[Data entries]

------------------------------------------------------------

//! Error Types

use thiserror::Error;

/// Result type alias for assistant operations
pub type Result<T> = std::result::Result<T, AssistantError>;

/// Assistant error types
#[derive(Error, Debug)]
pub enum AssistantError {
    /// Missing or invalid caller identity
    #[error("Unauthorized")]
    Unauthorized,

    /// Referenced thread/message/rule absent or not owned by the caller
    #[error("Not found: {0}")]
    NotFound(String),

    /// Moderation flagged the content
    #[error("Content rejected: {0}")]
    ContentRejected(String),

    /// Missing or invalid credentials for the selected provider
    #[error("Provider configuration error: {0}")]
    ProviderConfig(String),

    /// Provider refused the credentials
    #[error("Provider authentication failed: {0}")]
    ProviderAuth(String),

    /// Rate or quota limits hit, after fallback credentials were tried
    #[error("Provider quota exceeded: {0}")]
    ProviderQuotaExceeded(String),

    /// Transient network or service failure
    #[error("Provider unavailable: {0}")]
    ProviderUnavailable(String),

    /// Any other provider-side failure
    #[error("Provider error: {0}")]
    Provider(String),

    /// Malformed input payload
    #[error("Validation error: {0}")]
    Validation(String),

    /// Persistence failure
    #[error("Storage error: {0}")]
    Storage(String),
}

impl AssistantError {
    /// Check if error is retryable
    pub fn is_retryable(&self) -> bool {
        matches!(
            self,
            AssistantError::ProviderUnavailable(_) | AssistantError::ProviderQuotaExceeded(_)
        )
    }

    /// Convert to a user-friendly message
    pub fn user_message(&self) -> String {
        match self {
            AssistantError::Unauthorized => "Please sign in to continue.".into(),
            AssistantError::NotFound(what) => format!("{what} could not be found."),
            AssistantError::ContentRejected(_) => {
                "Your message was flagged as inappropriate and was not processed.".into()
            }
            AssistantError::ProviderConfig(msg) => format!(
                "The AI service is not configured correctly: {msg}. Please check your settings."
            ),
            AssistantError::ProviderAuth(_) => concat!(
                "There was an issue with the AI service authentication. ",
                "Please check your API key in settings."
            )
            .into(),
            AssistantError::ProviderQuotaExceeded(_) => concat!(
                "The AI service rate limit was exceeded. ",
                "Please try again later or check your API key settings."
            )
            .into(),
            AssistantError::ProviderUnavailable(_) => {
                "The AI service is currently unreachable. Please try again.".into()
            }
            AssistantError::Provider(msg) => format!("The AI service encountered an error: {msg}"),
            AssistantError::Validation(msg) => format!("Invalid request: {msg}"),
            _ => "An error occurred while processing your message.".into(),
        }
    }
}

#[cfg(test)]
mod tests {
    use super::*;

    #[test]
    fn test_provider_failures_have_distinct_messages() {
        let auth = AssistantError::ProviderAuth("401".into()).user_message();
        let down = AssistantError::ProviderUnavailable("timeout".into()).user_message();
        let quota = AssistantError::ProviderQuotaExceeded("429".into()).user_message();

        assert!(auth.contains("authentication"));
        assert!(down.contains("unreachable"));
        assert!(quota.contains("rate limit"));
        assert_ne!(auth, down);
        assert_ne!(down, quota);
    }

    #[test]
    fn test_retryable() {
        assert!(AssistantError::ProviderUnavailable("x".into()).is_retryable());
        assert!(!AssistantError::Validation("x".into()).is_retryable());
    }
}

------------------------------------------------------------

» **WORK ITEM**
Word for word, return the entire set of entries.

» **SOLUTION FOR THIS EXERCISE**
//! Error Types

use thiserror::Error;

/// Result type alias for assistant operations
pub type Result<T> = std::result::Result<T, AssistantError>;

/// Assistant error types
#[derive(Error, Debug)]
pub enum AssistantError {
    /// Missing or invalid caller identity
    #[error("Unauthorized")]
    Unauthorized,

    /// Referenced thread/message/rule absent or not owned by the caller
    #[error("Not found: {0}")]
    NotFound(String),

    /// Moderation flagged the content
    #[error("Content rejected: {0}")]
    ContentRejected(String),

    /// Missing or invalid credentials for the selected provider
    #[error("Provider configuration error: {0}")]
    ProviderConfig(String),

    /// Provider refused the credentials
    #[error("Provider authentication failed: {0}")]
    ProviderAuth(String),

    /// Rate or quota limits hit, after fallback credentials were tried
    #[error("Provider quota exceeded: {0}")]
    ProviderQuotaExceeded(String),

    /// Transient network or service failure
    #[error("Provider unavailable: {0}")]
    ProviderUnavailable(String),

    /// Any other provider-side failure
    #[error("Provider error: {0}")]
    Provider(String),

    /// Malformed input payload
    #[error("Validation error: {0}")]
    Validation(String),

    /// Persistence failure
    #[error("Storage error: {0}")]
    Storage(String),
}

impl AssistantError {
    /// Check if error is retryable
    pub fn is_retryable(&self) -> bool {
        matches!(
            self,
            AssistantError::ProviderUnavailable(_) | AssistantError::ProviderQuotaExceeded(_)
        )
    }

    /// Convert to a user-friendly message
    pub fn user_message(&self) -> String {
        match self {
            AssistantError::Unauthorized => "Please sign in to continue.".into(),
            AssistantError::NotFound(what) => format!("{what} could not be found."),
            AssistantError::ContentRejected(_) => {
                "Your message was flagged as inappropriate and was not processed.".into()
            }
            AssistantError::ProviderConfig(msg) => format!(
                "The AI service is not configured correctly: {msg}. Please check your settings."
            ),
            AssistantError::ProviderAuth(_) => concat!(
                "There was an issue with the AI service authentication. ",
                "Please check your API key in settings."
            )
            .into(),
            AssistantError::ProviderQuotaExceeded(_) => concat!(
                "The AI service rate limit was exceeded. ",
                "Please try again later or check your API key settings."
            )
            .into(),
            AssistantError::ProviderUnavailable(_) => {
                "The AI service is currently unreachable. Please try again.".into()
            }
            AssistantError::Provider(msg) => format!("The AI service encountered an error: {msg}"),
            AssistantError::Validation(msg) => format!("Invalid request: {msg}"),
            _ => "An error occurred while processing your message.".into(),
        }
    }
}

#[cfg(test)]
mod tests {
    use super::*;

    #[test]
    fn test_provider_failures_have_distinct_messages() {
        let auth = AssistantError::ProviderAuth("401".into()).user_message();
        let down = AssistantError::ProviderUnavailable("timeout".into()).user_message();
        let quota = AssistantError::ProviderQuotaExceeded("429".into()).user_message();

        assert!(auth.contains("authentication"));
        assert!(down.contains("unreachable"));
        assert!(quota.contains("rate limit"));
        assert_ne!(auth, down);
        assert_ne!(down, quota);
    }

    #[test]
    fn test_retryable() {
        assert!(AssistantError::ProviderUnavailable("x".into()).is_retryable());
        assert!(!AssistantError::Validation("x".into()).is_retryable());
    }
}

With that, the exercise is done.